## Assignment
Lines in the listing below that include the word "usize" need to be copied.

## Input material
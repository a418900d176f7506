use camino::{Utf8Path, Utf8PathBuf};
use chrono::{DateTime, Utc};
use rusqlite::params;
use serde::Serialize;
use tracing::warn;

use crate::domain::{ProviderName, format_ts, parse_ts};
use crate::error::TerraError;
use crate::store;

/// Flags describing what a stage did, written alongside its description.
#[derive(Debug, Clone, Copy, Default, PartialEq, Eq, Serialize)]
pub struct UsageFlags {
    pub updated_db: bool,
    pub new_scenes: bool,
    pub downloaded: bool,
    pub converted: bool,
    pub analysed: bool,
    pub start_block: bool,
    pub end_block: bool,
}

impl UsageFlags {
    pub fn start_block() -> Self {
        Self {
            start_block: true,
            ..Self::default()
        }
    }

    pub fn end_block() -> Self {
        Self {
            end_block: true,
            ..Self::default()
        }
    }
}

#[derive(Debug, Clone, PartialEq, Serialize)]
pub struct UsageEntry {
    pub id: i64,
    pub logged_at: DateTime<Utc>,
    pub provider: String,
    pub description: String,
    pub flags: UsageFlags,
}

/// Append-only audit trail of pipeline activity. Writing to it never fails a
/// stage: problems are logged and dropped.
#[derive(Debug, Clone)]
pub struct UsageLog {
    db_path: Utf8PathBuf,
}

impl UsageLog {
    pub fn open(db_path: impl Into<Utf8PathBuf>) -> Result<Self, TerraError> {
        let db_path = db_path.into();
        store::initialize(&db_path)?;
        Ok(Self { db_path })
    }

    pub fn db_path(&self) -> &Utf8Path {
        &self.db_path
    }

    pub fn record(&self, provider: &ProviderName, description: &str, flags: UsageFlags) {
        if let Err(err) = self.try_record(provider, description, flags) {
            warn!(provider = %provider, description, error = %err, "failed to write usage log");
        }
    }

    fn try_record(
        &self,
        provider: &ProviderName,
        description: &str,
        flags: UsageFlags,
    ) -> Result<(), TerraError> {
        let conn = store::connect(&self.db_path)?;
        conn.execute(
            "INSERT INTO usage_log (logged_at, provider, description, updated_db, new_scenes, \
             downloaded, converted, analysed, start_block, end_block) \
             VALUES (?1, ?2, ?3, ?4, ?5, ?6, ?7, ?8, ?9, ?10)",
            params![
                format_ts(&Utc::now()),
                provider.as_str(),
                description,
                flags.updated_db,
                flags.new_scenes,
                flags.downloaded,
                flags.converted,
                flags.analysed,
                flags.start_block,
                flags.end_block,
            ],
        )?;
        Ok(())
    }

    /// Most recent entries first.
    pub fn recent(&self, limit: usize) -> Result<Vec<UsageEntry>, TerraError> {
        let conn = store::connect(&self.db_path)?;
        let mut stmt = conn.prepare(
            "SELECT id, logged_at, provider, description, updated_db, new_scenes, downloaded, \
             converted, analysed, start_block, end_block FROM usage_log ORDER BY id DESC LIMIT ?1",
        )?;
        let rows = stmt
            .query_map(params![i64::try_from(limit).unwrap_or(i64::MAX)], |row| {
                Ok((
                    row.get::<_, i64>(0)?,
                    row.get::<_, String>(1)?,
                    row.get::<_, String>(2)?,
                    row.get::<_, String>(3)?,
                    UsageFlags {
                        updated_db: row.get(4)?,
                        new_scenes: row.get(5)?,
                        downloaded: row.get(6)?,
                        converted: row.get(7)?,
                        analysed: row.get(8)?,
                        start_block: row.get(9)?,
                        end_block: row.get(10)?,
                    },
                ))
            })?
            .collect::<Result<Vec<_>, _>>()?;
        rows.into_iter()
            .map(|(id, logged_at, provider, description, flags)| {
                Ok(UsageEntry {
                    id,
                    logged_at: parse_ts(&logged_at)?,
                    provider,
                    description,
                    flags,
                })
            })
            .collect()
    }
}
use std::fs;
use std::path::{Path, PathBuf};
use std::process::Command;

use chrono::Utc;
use serde::{Deserialize, Serialize};
use tracing::{debug, info, warn};

use crate::domain::{ArdRecord, BBox, Scene, SceneId};
use crate::error::TerraError;
use crate::fs_util;
use crate::pool::{BatchReport, ItemStatus, WorkerPool};
use crate::store::{CatalogStore, SceneFilter, SceneOrder, SceneUpdate};

#[derive(Debug, Clone, Copy, PartialEq, Serialize, Deserialize)]
pub struct Reprojection {
    pub epsg: u32,
    pub resolution: f64,
}

/// Everything a converter needs for one scene. Directories exist and are
/// empty when the job is handed over.
#[derive(Debug)]
pub struct ConversionJob<'a> {
    pub scene: &'a Scene,
    pub input: PathBuf,
    pub work_dir: PathBuf,
    pub tmp_dir: PathBuf,
    pub output_dir: PathBuf,
    pub reprojection: Option<Reprojection>,
}

#[derive(Debug, Clone, Default, PartialEq)]
pub struct ConversionOutput {
    /// Product files to move into the ARD tree.
    pub outputs: Vec<PathBuf>,
    pub footprints: Vec<BBox>,
}

pub trait ArdConverter: Send + Sync {
    fn convert(&self, job: &ConversionJob<'_>) -> Result<ConversionOutput, TerraError>;
}

impl<C: ArdConverter + ?Sized> ArdConverter for &C {
    fn convert(&self, job: &ConversionJob<'_>) -> Result<ConversionOutput, TerraError> {
        (**self).convert(job)
    }
}

#[derive(Debug, Clone)]
pub struct ArdSettings {
    pub ard_root: PathBuf,
    pub work_root: PathBuf,
    pub tmp_root: PathBuf,
    /// Wildcard naming the input artifact inside a scene's download dir.
    pub file_pattern: String,
    pub reprojection: Option<Reprojection>,
}

#[derive(Debug, Clone, Copy, PartialEq, Eq)]
pub enum ArdOutcome {
    Converted,
    Skipped,
}

pub struct ArdDispatcher<C: ArdConverter> {
    store: CatalogStore,
    converter: C,
    settings: ArdSettings,
}

impl<C: ArdConverter> ArdDispatcher<C> {
    pub fn new(store: CatalogStore, converter: C, settings: ArdSettings) -> Self {
        Self {
            store,
            converter,
            settings,
        }
    }

    pub fn convert_one(&self, scene: &Scene) -> Result<ArdOutcome, TerraError> {
        if !scene.download.done || scene.ard.done || scene.invalid {
            return Ok(ArdOutcome::Skipped);
        }
        let dir_name = scene.dir_name();
        let work_dir = self.settings.work_root.join(&dir_name);
        let tmp_dir = self.settings.tmp_root.join(&dir_name);
        let result = self.convert_in(scene, &work_dir, &tmp_dir);
        for dir in [&work_dir, &tmp_dir] {
            if let Err(err) = fs_util::remove_dir_if_exists(dir) {
                warn!(scene = scene.id, error = %err, "failed to clean up scratch dir");
            }
        }
        result
    }

    fn convert_in(&self, scene: &Scene, work_dir: &Path, tmp_dir: &Path) -> Result<ArdOutcome, TerraError> {
        let started_at = Utc::now();
        for dir in [work_dir, tmp_dir] {
            fs_util::remove_dir_if_exists(dir)?;
            create_dir(dir)?;
        }
        let output_dir = work_dir.join("out");
        create_dir(&output_dir)?;

        let input = self.locate_input(scene, work_dir)?;
        debug!(scene = scene.id, input = %input.display(), "converting to ARD");
        let job = ConversionJob {
            scene,
            input,
            work_dir: work_dir.to_path_buf(),
            tmp_dir: tmp_dir.to_path_buf(),
            output_dir,
            reprojection: self.settings.reprojection,
        };
        let output = self.converter.convert(&job)?;
        if output.outputs.is_empty() {
            return Err(TerraError::Conversion(format!(
                "converter produced no outputs for scene {}",
                scene.id
            )));
        }

        let product_dir = self.settings.ard_root.join(scene.dir_name());
        create_dir(&product_dir)?;
        for file in &output.outputs {
            let name = file.file_name().ok_or_else(|| {
                TerraError::Conversion(format!("output without file name: {}", file.display()))
            })?;
            move_file(file, &product_dir.join(name))?;
        }

        let record = ArdRecord {
            started_at: Some(started_at),
            ended_at: Some(Utc::now()),
            done: true,
            product_path: Some(product_dir.display().to_string()),
        };
        let bbox = BBox::union_all(&output.footprints);
        self.store
            .update_scene(scene.id, &SceneUpdate::ArdReady { record, bbox })?;
        info!(scene = scene.id, product = %product_dir.display(), "ARD product ready");
        Ok(ArdOutcome::Converted)
    }

    /// Exactly one file in the download dir must match the pattern. When
    /// nothing matches but the download is a zip, it is unpacked into the
    /// work dir and the pattern is applied there.
    fn locate_input(&self, scene: &Scene, work_dir: &Path) -> Result<PathBuf, TerraError> {
        let local = scene
            .download
            .local_path
            .as_deref()
            .map(PathBuf::from)
            .ok_or_else(|| TerraError::MissingInput(format!("scene {} has no download path", scene.id)))?;
        let download_dir = if local.is_dir() {
            local.clone()
        } else {
            local
                .parent()
                .map(Path::to_path_buf)
                .ok_or_else(|| TerraError::MissingInput(local.display().to_string()))?
        };

        let pattern = &self.settings.file_pattern;
        let mut matches = fs_util::find_by_pattern(&download_dir, pattern)?;
        if matches.is_empty() {
            let zips: Vec<PathBuf> = fs_util::find_by_pattern(&download_dir, "*.zip")?;
            if !zips.is_empty() {
                let extract_dir = work_dir.join("extracted");
                for zip in &zips {
                    fs_util::extract_zip(zip, &extract_dir)?;
                }
                matches = fs_util::find_by_pattern(&extract_dir, pattern)?;
            }
        }
        match matches.len() {
            1 => Ok(matches.remove(0)),
            0 => Err(TerraError::MissingInput(format!(
                "no file matching {pattern} in {}",
                download_dir.display()
            ))),
            n => Err(TerraError::MissingInput(format!(
                "{n} files match {pattern} in {}; expected one",
                download_dir.display()
            ))),
        }
    }

    pub fn convert_all(&self, n_workers: usize) -> Result<BatchReport, TerraError> {
        let scenes = self
            .store
            .find(&SceneFilter::pending_ard(), SceneOrder::AcquiredAsc)?;
        info!(provider = %self.store.provider(), scenes = scenes.len(), "converting scenes to ARD");
        let pool = WorkerPool::new(n_workers)?;
        let results = pool.run_scenes(scenes, |scene| scene.id, |scene| self.convert_one(&scene));
        BatchReport::from_results("ard", results, |outcome| match outcome {
            ArdOutcome::Converted => ItemStatus::Succeeded,
            ArdOutcome::Skipped => ItemStatus::Skipped,
        })
    }

    /// `Ok(false)` when no scene with this id is waiting for conversion.
    pub fn convert_single(&self, id: SceneId) -> Result<bool, TerraError> {
        let filter = SceneFilter::pending_ard().with_id(id);
        let Some(scene) = self.store.find_one(&filter)? else {
            info!(provider = %self.store.provider(), scene = id, "no scene awaiting ARD with this id");
            return Ok(false);
        };
        Ok(self.convert_one(&scene)? == ArdOutcome::Converted)
    }
}

fn create_dir(path: &Path) -> Result<(), TerraError> {
    fs::create_dir_all(path).map_err(|err| TerraError::Filesystem(format!("{}: {err}", path.display())))
}

fn move_file(src: &Path, dest: &Path) -> Result<(), TerraError> {
    if fs::rename(src, dest).is_ok() {
        return Ok(());
    }
    // Different filesystem.
    fs_util::copy_file_atomic(src, dest)?;
    fs::remove_file(src).map_err(|err| TerraError::Filesystem(format!("{}: {err}", src.display())))
}

/// Runs an external program per scene. Arguments are templates over
/// `{input}`, `{output}`, `{tmp}`, `{work}`, `{epsg}` and `{resolution}`.
/// Files matching `output_pattern` under the output dir become the product;
/// a `footprint.json` holding a bbox there is read as the footprint.
#[derive(Debug, Clone)]
pub struct CommandConverter {
    program: PathBuf,
    args: Vec<String>,
    output_pattern: String,
}

impl CommandConverter {
    pub fn new(program: impl Into<PathBuf>, args: Vec<String>, output_pattern: impl Into<String>) -> Self {
        Self {
            program: program.into(),
            args,
            output_pattern: output_pattern.into(),
        }
    }

    /// Resolves a bare program name against `PATH`.
    pub fn from_path(name: &str, args: Vec<String>, output_pattern: impl Into<String>) -> Result<Self, TerraError> {
        let candidate = Path::new(name);
        let program = if candidate.components().count() > 1 {
            candidate.to_path_buf()
        } else {
            find_in_path(name).ok_or_else(|| TerraError::MissingTool(name.to_string()))?
        };
        Ok(Self::new(program, args, output_pattern))
    }

    fn render_args(&self, job: &ConversionJob<'_>) -> Vec<String> {
        let epsg = job.reprojection.map(|r| r.epsg.to_string()).unwrap_or_default();
        let resolution = job
            .reprojection
            .map(|r| r.resolution.to_string())
            .unwrap_or_default();
        self.args
            .iter()
            .map(|arg| {
                arg.replace("{input}", &job.input.display().to_string())
                    .replace("{output}", &job.output_dir.display().to_string())
                    .replace("{tmp}", &job.tmp_dir.display().to_string())
                    .replace("{work}", &job.work_dir.display().to_string())
                    .replace("{epsg}", &epsg)
                    .replace("{resolution}", &resolution)
            })
            .collect()
    }

    fn run_cmd(&self, args: &[String], cwd: &Path) -> Result<(), TerraError> {
        let output = Command::new(&self.program)
            .args(args)
            .current_dir(cwd)
            .output()
            .map_err(|err| TerraError::Conversion(format!("{}: {err}", self.program.display())))?;
        if output.status.success() {
            return Ok(());
        }
        let stderr = String::from_utf8_lossy(&output.stderr).trim().to_string();
        let message = if stderr.is_empty() {
            format!("command failed: {} ({})", self.program.display(), output.status)
        } else {
            stderr
        };
        Err(TerraError::Conversion(message))
    }
}

impl ArdConverter for CommandConverter {
    fn convert(&self, job: &ConversionJob<'_>) -> Result<ConversionOutput, TerraError> {
        let args = self.render_args(job);
        self.run_cmd(&args, &job.work_dir)?;
        let outputs = fs_util::find_by_pattern(&job.output_dir, &self.output_pattern)?;
        let footprint_path = job.output_dir.join("footprint.json");
        let footprints = if footprint_path.is_file() {
            let raw = fs::read(&footprint_path)
                .map_err(|err| TerraError::Filesystem(format!("{}: {err}", footprint_path.display())))?;
            let bbox: BBox = serde_json::from_slice(&raw)?;
            vec![BBox::new(bbox.north, bbox.south, bbox.east, bbox.west)?]
        } else {
            Vec::new()
        };
        Ok(ConversionOutput {
            outputs,
            footprints,
        })
    }
}

fn find_in_path(name: &str) -> Option<PathBuf> {
    let path_var = std::env::var_os("PATH")?;
    std::env::split_paths(&path_var)
        .flat_map(|dir| [dir.join(format!("{name}.exe")), dir.join(name)])
        .find(|candidate| candidate.is_file())
}

#[cfg(test)]
mod tests {
    use chrono::TimeZone;
    use serde_json::Value;

    use super::*;
    use crate::domain::{DownloadRecord, RemoteRef};

    fn scene() -> Scene {
        let ts = Utc.with_ymd_and_hms(2021, 3, 4, 0, 0, 0).unwrap();
        Scene {
            provider: "gedi".parse().unwrap(),
            id: 3,
            natural_id: "N1".to_string(),
            acquired_at: ts,
            bbox: None,
            remote: RemoteRef {
                url: "https://example.org/N1.h5".to_string(),
                filename: "N1.h5".to_string(),
                checksum: None,
                size: None,
            },
            query_at: ts,
            download: DownloadRecord::default(),
            ard: ArdRecord::default(),
            invalid: false,
            archived: false,
            extended_info: Default::default(),
            extra: Value::Null,
        }
    }

    #[test]
    fn renders_argument_template() {
        let converter = CommandConverter::new(
            "/usr/bin/convert-ard",
            vec![
                "--in={input}".to_string(),
                "{output}".to_string(),
                "-t_srs".to_string(),
                "EPSG:{epsg}".to_string(),
                "-tr={resolution}".to_string(),
            ],
            "*.tif",
        );
        let scene = scene();
        let job = ConversionJob {
            scene: &scene,
            input: PathBuf::from("/dl/N1_3/N1.h5"),
            work_dir: PathBuf::from("/work/N1_3"),
            tmp_dir: PathBuf::from("/tmp/N1_3"),
            output_dir: PathBuf::from("/work/N1_3/out"),
            reprojection: Some(Reprojection {
                epsg: 32630,
                resolution: 25.0,
            }),
        };
        assert_eq!(
            converter.render_args(&job),
            vec!["--in=/dl/N1_3/N1.h5", "/work/N1_3/out", "-t_srs", "EPSG:32630", "-tr=25"]
        );
    }
}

## Result of the task
    pub fn recent(&self, limit: usize) -> Result<Vec<UsageEntry>, TerraError> {
    pub fn convert_all(&self, n_workers: usize) -> Result<BatchReport, TerraError> {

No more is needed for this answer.